Impact: Successfully leveraging CVE-2024-6387 against Secure Mobile Connect could result in an unauthenticated remote attacker gaining root access to the device. It should be noted however, this vulnerability has only been verified against 32-bit systems. While it may be theoretically possible to exploit a 64-bit system, it is much more difficult. So much so that there has been no successful demonstration of this exploit against a 64-bit system thus far at the time of this article’s writing.
IMPORTANT: SonicWall is not aware of active exploitation in the wild. There have not been any reports of malicious use of this vulnerability reported to SonicWall.

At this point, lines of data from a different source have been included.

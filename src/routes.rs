//! Routes
//!
//! Hash-based routing: `#/visits/42/edit` and friends.

/// Every page the app can show
#[derive(Debug, Clone, PartialEq, Eq)]
pub enum Route {
    Login,
    Visits,
    VisitNew,
    VisitDetail(String),
    VisitEdit(String),
    CarePlans,
    CarePlanNew,
    Resources,
    ResourceNew,
    NotFound,
}

impl Route {
    /// Parse a location hash (with or without the leading `#`)
    pub fn parse(hash: &str) -> Self {
        let path = hash.trim_start_matches('#').trim_matches('/');
        let parts: Vec<&str> = path.split('/').filter(|p| !p.is_empty()).collect();

        match parts.as_slice() {
            [] => Route::Visits,
            ["login"] => Route::Login,
            ["visits"] => Route::Visits,
            ["visits", "new"] => Route::VisitNew,
            ["visits", id] => Route::VisitDetail(id.to_string()),
            ["visits", id, "edit"] => Route::VisitEdit(id.to_string()),
            ["care-plans"] => Route::CarePlans,
            ["care-plans", "new"] => Route::CarePlanNew,
            ["resources"] => Route::Resources,
            ["resources", "new"] => Route::ResourceNew,
            _ => Route::NotFound,
        }
    }

    /// Hash for this route, including the leading `#`
    pub fn to_hash(&self) -> String {
        match self {
            Route::Login => "#/login".to_string(),
            Route::Visits => "#/visits".to_string(),
            Route::VisitNew => "#/visits/new".to_string(),
            Route::VisitDetail(id) => format!("#/visits/{}", id),
            Route::VisitEdit(id) => format!("#/visits/{}/edit", id),
            Route::CarePlans => "#/care-plans".to_string(),
            Route::CarePlanNew => "#/care-plans/new".to_string(),
            Route::Resources => "#/resources".to_string(),
            Route::ResourceNew => "#/resources/new".to_string(),
            Route::NotFound => "#/not-found".to_string(),
        }
    }

    /// Pages that need a stored token
    pub fn is_protected(&self) -> bool {
        !matches!(self, Route::Login | Route::NotFound)
    }

    /// Nav section the route belongs to
    pub fn section(&self) -> Option<&'static str> {
        match self {
            Route::Visits | Route::VisitNew | Route::VisitDetail(_) | Route::VisitEdit(_) => Some("visits"),
            Route::CarePlans | Route::CarePlanNew => Some("care-plans"),
            Route::Resources | Route::ResourceNew => Some("resources"),
            Route::Login | Route::NotFound => None,
        }
    }
}
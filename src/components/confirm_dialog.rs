//! Confirm Dialog Component
//!
//! Modal delete confirmation. Closes on outside click, Escape, cancel or
//! confirm; only confirm hands the pending id to the caller.

use leptos::ev;
use leptos::prelude::*;

/// How the dialog was dismissed
#[derive(Debug, Clone, Copy, PartialEq, Eq)]
pub enum DialogAction {
    Confirm,
    Cancel,
    OutsideClick,
    Escape,
}

/// Which entry, if any, is waiting for confirmation
#[derive(Debug, Clone, PartialEq, Default)]
pub struct DeletePrompt {
    target: Option<String>,
}

impl DeletePrompt {
    pub fn open(&mut self, id: impl Into<String>) {
        self.target = Some(id.into());
    }

    pub fn is_open(&self) -> bool {
        self.target.is_some()
    }

    /// Close the prompt. Returns the id to delete only for `Confirm`.
    pub fn resolve(&mut self, action: DialogAction) -> Option<String> {
        let target = self.target.take();
        match action {
            DialogAction::Confirm => target,
            DialogAction::Cancel | DialogAction::OutsideClick | DialogAction::Escape => None,
        }
    }
}

/// Modal confirmation bound to a `DeletePrompt` signal
///
/// # Arguments
/// * `prompt` - Open with `prompt.update(|p| p.open(id))`
/// * `message` - Question shown in the dialog
/// * `on_confirm` - Receives the id once the user confirms
#[component]
pub fn ConfirmDialog(
    prompt: RwSignal<DeletePrompt>,
    message: &'static str,
    #[prop(into)] on_confirm: Callback<String>,
) -> impl IntoView {
    let act = move |action: DialogAction| {
        let mut confirmed = None;
        prompt.update(|p| confirmed = p.resolve(action));
        if let Some(id) = confirmed {
            on_confirm.run(id);
        }
    };

    let handle = window_event_listener(ev::keydown, move |ev| {
        if ev.key() == "Escape" && prompt.with_untracked(DeletePrompt::is_open) {
            act(DialogAction::Escape);
        }
    });
    on_cleanup(move || handle.remove());

    view! {
        <Show when=move || prompt.with(DeletePrompt::is_open)>
            <div class="modal-overlay" on:click=move |_| act(DialogAction::OutsideClick)>
                <div
                    class="modal"
                    role="dialog"
                    aria-modal="true"
                    on:click=move |ev| ev.stop_propagation()
                >
                    <p class="modal-message">{message}</p>
                    <div class="modal-actions">
                        <button class="cancel-btn" on:click=move |_| act(DialogAction::Cancel)>
                            "Cancel"
                        </button>
                        <button class="confirm-btn danger" on:click=move |_| act(DialogAction::Confirm)>
                            "Delete"
                        </button>
                    </div>
                </div>
            </div>
        </Show>
    }
}
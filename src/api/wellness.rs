//! Wellness Endpoints
//!
//! Care plans, goal progress and wellness resources under `/wellness`.

use crate::error::ApiResult;
use crate::models::{CarePlan, CarePlanPayload, GoalUpdate, Resource, ResourcePayload};
use super::{segment, ApiClient, ApiRequest, Transport};

// ========================
// Care Plans
// ========================

pub async fn list_care_plans<T: Transport>(api: &ApiClient<T>) -> ApiResult<Vec<CarePlan>> {
    api.fetch(ApiRequest::get("/wellness/care-plan")).await
}

pub async fn create_care_plan<T: Transport>(
    api: &ApiClient<T>,
    payload: &CarePlanPayload,
) -> ApiResult<CarePlan> {
    api.fetch(ApiRequest::post("/wellness/care-plan", payload)?).await
}

/// Set the status of one goal, addressed by plan id and goal position
pub async fn update_goal<T: Transport>(api: &ApiClient<T>, update: &GoalUpdate) -> ApiResult<()> {
    api.execute(ApiRequest::put("/wellness/care-plan/goal", update)?).await
}

// ========================
// Resources
// ========================

pub async fn list_resources<T: Transport>(api: &ApiClient<T>) -> ApiResult<Vec<Resource>> {
    api.fetch(ApiRequest::get("/wellness/resources")).await
}

pub async fn create_resource<T: Transport>(
    api: &ApiClient<T>,
    payload: &ResourcePayload,
) -> ApiResult<Resource> {
    api.fetch(ApiRequest::post("/wellness/resources", payload)?).await
}

pub async fn delete_resource<T: Transport>(api: &ApiClient<T>, id: &str) -> ApiResult<()> {
    api.execute(ApiRequest::delete(format!("/wellness/resources/{}", segment(id)))).await
}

Please review the table below to see the products and their versions that are impacted:
Impacted Product(s) | Impacted OS | Impacted Versions |
SMA 1000 (all models) | Linux | 12.4.3 and earlier versions |
Because this vulnerability depends on an SSH session to exploit, SonicWall highly recommends disabling or restricting the IP addresses listed as Remote Hosts. Disabling SSH entirely thus prevents any access to SSH and therefore fully mitigates this vulnerability.
See KB article: Enabling SSH Access from Remote Hosts
Impacted Product(s) | Impacted OS | Impacted Versions | Fixed Version |
SMA 1000 (all models) | Linux | 12.4.3 and earlier versions | 12.4.3-02676 (July Hotfix) |
SonicWall strongly advises Secure Mobile Access customers to upgrade to the latest release version.